Geologists study earth materials and processes, including rocks, gasses, sediment, minerals, and fossil fuels. Their breadth of work can span from doing individual studies on the environmental impact from the construction of buildings to advising mining and energy companies on how to safely extract earth materials with minimal impact on the environment. Decision-makers ask advice from geologists before starting on significant projects.
Balancing safety for humans while minimizing environmental impact is at the heart of every ethical geologists’ job, with a heavy focus on conservation and sustainability.
Sample job description
Do you enjoy working with the earth? Are you interested in taking on meaningful and hands-on challenges that will save lives and property? If so, [Your Company Name] is looking to hire someone new. Geologists use their understanding of the planet, as well as advanced tools and technology, to identify natural resources and develop improved research methods. More importantly, they try to form predictions about land processes based on previous natural disasters in order to interpret and report data for future use. Geologists work in cooperation with other scientists and analysts to collaboratively interpret different types of data as they focus on the world around us.
Typical duties and responsibilities
Collect and analyze surface soil samples
Develop detailed project maps and reports according to project specifications
Document and explain all findings and note any issues or concerns
Collaborate with a team of subcontractors to ensure each phase of a project is complete
Compile and present findings and recommendations to project management
Education and experience
Bachelor’s degree in geosciences, engineering, or geophysics
Professional Geologist licensure preferred
Required skills and qualifications
Broad knowledge of federal, state, and local environmental regulations
Experience with ecological surveying and reporting
Knowledge of various sampling techniques and equipment
Robust critical thinking and problem-solving skills
Excellent written and communications skills
Proficient in Microsoft Office and industry-related software
Comfortable with fieldwork
Bachelor’s degree in geology, science, or related field
2+ years as a geoscience technician
Proficient with Microsoft software
Strong work ethic and enthusiasm
Takes responsibility for his/her own work and can operate with limited supervision
Ensure exemplary ESG practices
Typical work environment
Many hours will be spent in labs and offices combing over data and analyzing samples and reports. Geologists spend the majority of their time alongside others, seated or standing. They may also work in the field, which will include hard physical labor, long and extensive travel to remote locations, and irregular working hours.
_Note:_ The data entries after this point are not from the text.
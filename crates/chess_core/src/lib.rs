pub mod board;
pub mod coord;
pub mod error;
pub mod fen;
pub mod layout;
pub mod movegen;
pub mod moves;
pub mod perft;
pub mod rules;
pub mod snapshot;
pub mod special;
pub mod types;

// Re-export core game logic
pub use board::*;
pub use coord::*;
pub use error::*;
pub use fen::STARTING_FEN;
pub use layout::{Grid, STANDARD_LAYOUT, StartingLayout};
pub use movegen::{attacks, candidate_directions, is_square_attacked, pseudo_legal_destinations};
pub use moves::*;
pub use perft::perft;
pub use rules::*;
pub use snapshot::BoardSnapshot;
pub use special::CastleSide;
pub use types::*;

// =============================================================================
// Engine trait: implemented by computer opponents
// =============================================================================

/// Result of a search operation
#[derive(Debug, Clone)]
pub struct SearchResult {
    /// The best move found (None if no legal moves)
    pub best_move: Option<Move>,
    /// Evaluation score in centipawns from the mover's perspective
    pub score: i32,
    /// Search depth in plies
    pub depth: u8,
    /// Number of nodes searched (optional, for stats)
    pub nodes: u64,
}

/// Trait that all computer opponents implement.
///
/// The board passed in is never mutated; engines search on their own copy.
pub trait Engine {
    /// Search `board` for `color`'s best move, `depth` plies deep.
    ///
    /// # Returns
    /// SearchResult containing best move, score, and statistics, or an error
    /// when `color` is not on move or the board is corrupt.
    fn best_move(&mut self, board: &Board, color: Color, depth: u8) -> ChessResult<SearchResult>;

    /// Returns the engine's name
    fn name(&self) -> &str;

    /// Reset internal state for a new game
    fn new_game(&mut self) {}
}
The typical work hours for a geologist are from 9 AM to 5 PM, Monday through Friday, in an office setting or in the field. However, travel opportunities may result in irregular hours.
In general, geologists will receive some level of formal education, however, there are standalone classes and courses that can bolster or compensate for it, such as:
EdX Geology Course – This beginner-level course will introduce you to the various aspects of geology, gathered by the top universities and institutes worldwide. You’ll learn about geological structures, processes, and resources, celestial systems, and the environmental issues we face. You have the option to specialize in different subcategories, and by the end, you’ll have the knowledge and groundwork to learn more complicated areas if desired.
Geology Coursera Certification – Coursera offers multiple courses created to help reinforce your knowledge of oceanography, mountains, groundwater contamination, and the geological history of the planet. Additionally, these courses can be extremely useful in preparation for geology examinations taken in formal education settings.
Udemy Geology Certification – These courses can provide the entire scope of education needed for geologists, from crash courses to highly specialized classes on advanced topics. You’ll find topics on physical psychology, sedimentology, survey methods, geochemistry, and much more.
The path to becoming a geologist typically starts with earning a bachelor’s degree in geosciences, engineering, geophysics, or a related field. Beyond that, employers prefer job applicants who obtain Professional Geologist licensure.
US, Bureau of Labor Statistics’ job outlook
SOC Code: 19-2042
Projected Employment in 2030
Projected 2020-2030 Percentage Shift
Projected 2020-2030 Numeric Shift
Geologists will continue to be expected to make important recommendations on how to balance growing environmental concerns with the ever-increasing demands placed on our environment due to population growth. The need for energy, environmental protection, and responsible land and resource management should spur demand for geoscientists in the next decade.